ACORN loves CDBG because it is especially adept at extracting CDBG funds from local governments.
In addition to the $3 billion available in the stimulus package, the proposed HUD budget for the fiscal year that begins October 1 provides $1 billion for the affordable housing trust fund and $4.5 billion in CDBG funds that could in theory find their way to ACORN and other liberal groups.
ACORN acknowledged at page 47 of its 2006 year-end report that it expected to be able to receive funds from “a housing trust fund” that would “make funding available for our development program.” The housing trust fund ACORN was hoping for was not enacted until 2008 as part of the Fannie Mae/Freddie Mac rescue bill.
But the funding formula in the legislation enacted called for Fannie and Freddie to contribute to the housing trust fund out of profits, and it doesn’t look like the two government-sponsored enterprises will be able to pay into the fund anytime soon. Adding new money to the fund through the HUD budget is an excellent way to roll out the goodies for loyal supporters in left-of-center political advocacy groups such as ACORN.
Moreover, as the Competitive Enterprise Institute’s John Berlau wrote on these cyber pages last June 17, there is no guarantee that the trust fund monies will find their way to their intended recipient. The housing trust fund “is almost set up from the beginning to be diverted to purposes other than affordable housing,” he wrote.

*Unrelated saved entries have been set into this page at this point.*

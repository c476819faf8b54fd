//! Wire representations for the provisioning and web APIs.

use serde::{Deserialize, Serialize};
use std::collections::{BTreeMap, BTreeSet};

/// Core user schema URI sent with creation payloads.
pub const USER_SCHEMA: &str = "urn:scim:schemas:core:1.0";

/// Name component of a user.
#[derive(Debug, Clone, Default, PartialEq, Eq, Serialize, Deserialize)]
#[serde(rename_all = "camelCase")]
pub struct UserName {
    #[serde(default, skip_serializing_if = "Option::is_none")]
    pub given_name: Option<String>,
    #[serde(default, skip_serializing_if = "Option::is_none")]
    pub family_name: Option<String>,
}

/// Email entry. Creation payloads carry exactly one, marked primary.
#[derive(Debug, Clone, PartialEq, Eq, Serialize, Deserialize)]
pub struct UserEmail {
    pub value: String,
    #[serde(default)]
    pub primary: bool,
    #[serde(rename = "type", default, skip_serializing_if = "Option::is_none")]
    pub email_type: Option<String>,
}

/// Profile photo entry.
#[derive(Debug, Clone, PartialEq, Eq, Serialize, Deserialize)]
pub struct UserPhoto {
    pub value: String,
    #[serde(default)]
    pub primary: bool,
}

/// Value written to a custom profile field.
#[derive(Debug, Clone, PartialEq, Eq, Serialize, Deserialize)]
pub struct CustomFieldValue {
    pub value: Option<String>,
    #[serde(default)]
    pub alt: String,
}

impl CustomFieldValue {
    #[must_use]
    pub fn new(value: impl Into<String>) -> Self {
        Self {
            value: Some(value.into()),
            alt: String::new(),
        }
    }
}

/// A user as returned by the provisioning API.
///
/// Never cached: every operation returns the representation fresh from the
/// remote call that produced it.
#[derive(Debug, Clone, PartialEq, Serialize, Deserialize)]
#[serde(rename_all = "camelCase")]
pub struct User {
    pub id: String,
    pub user_name: String,
    #[serde(default)]
    pub name: Option<UserName>,
    #[serde(default)]
    pub display_name: Option<String>,
    #[serde(default)]
    pub nick_name: Option<String>,
    #[serde(default)]
    pub active: bool,
    #[serde(default)]
    pub emails: Vec<UserEmail>,
    #[serde(default)]
    pub photos: Vec<UserPhoto>,
    /// Custom-field values keyed by provider field id.
    #[serde(default)]
    pub fields: BTreeMap<String, CustomFieldValue>,
}

impl User {
    /// Primary email, falling back to the first listed.
    #[must_use]
    pub fn email(&self) -> Option<&str> {
        self.emails
            .iter()
            .find(|e| e.primary)
            .or_else(|| self.emails.first())
            .map(|e| e.value.as_str())
    }

    /// Primary photo URL, falling back to the first listed.
    #[must_use]
    pub fn image_url(&self) -> Option<&str> {
        self.photos
            .iter()
            .find(|p| p.primary)
            .or_else(|| self.photos.first())
            .map(|p| p.value.as_str())
    }
}

/// Creation payload for `POST /Users`.
#[derive(Debug, Clone, PartialEq, Serialize)]
#[serde(rename_all = "camelCase")]
pub struct NewUser {
    pub schemas: Vec<String>,
    pub user_name: String,
    pub emails: Vec<UserEmail>,
    pub active: bool,
    #[serde(skip_serializing_if = "Option::is_none")]
    pub name: Option<UserName>,
    #[serde(skip_serializing_if = "Option::is_none")]
    pub display_name: Option<String>,
    #[serde(skip_serializing_if = "Option::is_none")]
    pub nick_name: Option<String>,
    #[serde(skip_serializing_if = "Option::is_none")]
    pub photos: Option<Vec<UserPhoto>>,
    #[serde(skip_serializing_if = "Option::is_none")]
    pub fields: Option<BTreeMap<String, CustomFieldValue>>,
}

/// Group member reference.
///
/// On patch, `operation: "delete"` is the only way to remove a member;
/// omitting a member from the list leaves it in place.
#[derive(Debug, Clone, PartialEq, Eq, Serialize, Deserialize)]
pub struct GroupMember {
    pub value: String,
    #[serde(default, skip_serializing_if = "Option::is_none")]
    pub display: Option<String>,
    #[serde(default, skip_serializing_if = "Option::is_none")]
    pub operation: Option<String>,
}

impl GroupMember {
    /// Entry that adds (or keeps) a member.
    #[must_use]
    pub fn add(user_id: impl Into<String>) -> Self {
        Self {
            value: user_id.into(),
            display: None,
            operation: None,
        }
    }

    /// Entry that removes a member.
    #[must_use]
    pub fn delete(user_id: impl Into<String>) -> Self {
        Self {
            value: user_id.into(),
            display: None,
            operation: Some("delete".to_string()),
        }
    }

    #[must_use]
    pub fn is_delete(&self) -> bool {
        self.operation.as_deref() == Some("delete")
    }
}

/// A group as returned by the provisioning API.
#[derive(Debug, Clone, PartialEq, Eq, Serialize, Deserialize)]
#[serde(rename_all = "camelCase")]
pub struct Group {
    pub id: String,
    pub display_name: String,
    #[serde(default)]
    pub members: Vec<GroupMember>,
}

impl Group {
    /// Ids of current members.
    #[must_use]
    pub fn member_ids(&self) -> BTreeSet<String> {
        self.members.iter().map(|m| m.value.clone()).collect()
    }
}

/// Creation payload for `POST /Groups`.
#[derive(Debug, Clone, Serialize)]
#[serde(rename_all = "camelCase")]
pub struct NewGroup {
    pub display_name: String,
}

/// Partial update body for `PATCH /Groups/{id}`.
#[derive(Debug, Clone, Default, PartialEq, Eq, Serialize)]
#[serde(rename_all = "camelCase")]
pub struct GroupPatch {
    #[serde(skip_serializing_if = "Option::is_none")]
    pub display_name: Option<String>,
    #[serde(skip_serializing_if = "Vec::is_empty")]
    pub members: Vec<GroupMember>,
}

/// Paged search response from the provisioning API.
#[derive(Debug, Clone, Deserialize)]
#[serde(rename_all = "camelCase")]
pub struct ListResponse<T> {
    #[serde(default)]
    pub total_results: u64,
    #[serde(rename = "Resources", default = "Vec::new")]
    pub resources: Vec<T>,
}

/// Custom profile field definition from the workspace schema.
#[derive(Debug, Clone, PartialEq, Eq, Serialize, Deserialize)]
pub struct FieldDescriptor {
    pub id: String,
    pub label: String,
    #[serde(rename = "type", default)]
    pub field_type: Option<String>,
    #[serde(default)]
    pub hint: Option<String>,
    #[serde(default)]
    pub ordering: Option<i64>,
    #[serde(default)]
    pub possible_values: Option<Vec<String>>,
    #[serde(default)]
    pub is_hidden: Option<bool>,
}

/// A conversation (channel) record.
#[derive(Debug, Clone, PartialEq, Serialize, Deserialize)]
pub struct Channel {
    pub id: String,
    pub name: String,
    #[serde(default)]
    pub is_private: bool,
    #[serde(default)]
    pub is_archived: bool,
    #[serde(default)]
    pub num_members: Option<u64>,
    #[serde(flatten)]
    pub extra: serde_json::Map<String, serde_json::Value>,
}

/// One login record from the team access log.
#[derive(Debug, Clone, PartialEq, Eq, Serialize, Deserialize)]
pub struct AccessLogEntry {
    pub user_id: String,
    #[serde(default)]
    pub username: Option<String>,
    /// Unix timestamp of the first login in this record.
    #[serde(default)]
    pub date_first: Option<i64>,
    /// Unix timestamp of the last login in this record.
    #[serde(default)]
    pub date_last: Option<i64>,
    #[serde(default)]
    pub count: u64,
    #[serde(default)]
    pub ip: Option<String>,
    #[serde(default)]
    pub user_agent: Option<String>,
    #[serde(default)]
    pub isp: Option<String>,
    #[serde(default)]
    pub country: Option<String>,
    #[serde(default)]
    pub region: Option<String>,
}

impl AccessLogEntry {
    /// First login as a UTC timestamp.
    #[must_use]
    pub fn first_seen(&self) -> Option<chrono::DateTime<chrono::Utc>> {
        self.date_first
            .and_then(|ts| chrono::DateTime::from_timestamp(ts, 0))
    }

    /// Last login as a UTC timestamp.
    #[must_use]
    pub fn last_seen(&self) -> Option<chrono::DateTime<chrono::Utc>> {
        self.date_last
            .and_then(|ts| chrono::DateTime::from_timestamp(ts, 0))
    }
}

The legislation contains few safeguards to ensure the money is spent on affordable housing and has so many holes in it that “would allow the money to be easily siphoned off to liberal activist groups such as Association of Community Organizations for Reform Now (ACORN) for lobbying and political campaigning.”

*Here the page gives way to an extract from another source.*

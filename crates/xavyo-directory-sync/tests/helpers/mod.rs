//! Shared integration test helpers.

pub mod mock_directory;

Federal lawmakers have known about ACORN’s unorthodox financial practices, including its use of government resources to promote legislation and its commingling of funds within its network of affiliates.
A congressional report noted that there was “apparent cross-over funding between
ACORN, a political advocacy group and ACORN Housing Corp. (AHC), a non profit, AmeriCorp [sic] grantee” that is a major affiliate of ACORN.
The government-funded AmeriCorps, which promotes public service, suspended AHC’s funding “after it was learned that AHC and ACORN shared office space and equipment and failed to assure that activities and funds were wholly separate.”
The report noted that, “AmeriCorps members of AHC raised funds for ACORN, performed voter registration activities, and gave partisan speeches. In one instance, an AmeriCorps member was directed by ACORN staff to assist the [Clinton] White House in preparing a press conference in support of legislation.” (“Report on the Activities of the Committee on Economic and Educational Opportunities During the 104th Congress,” Report 104-875, January 2, 1997)
It’s impossible to figure out where all of ACORN’s money goes. As the Employment Policies Institute noted in a report: “Because it operates a virtual self-contained economy, ACORN entities exchange millions of dollars every year for goods and services. The scant financial documents available for public inspection paint a picture of a spider web of ACORN-run organizations that trade loans, leases, payments, and grants.”
Congresswoman Bachmann is right to be worried about ACORN getting its hands on federal tax dollars.
Given its long history of electoral fraud and unorthodox accounting practices it shouldn’t get even a penny of federal money.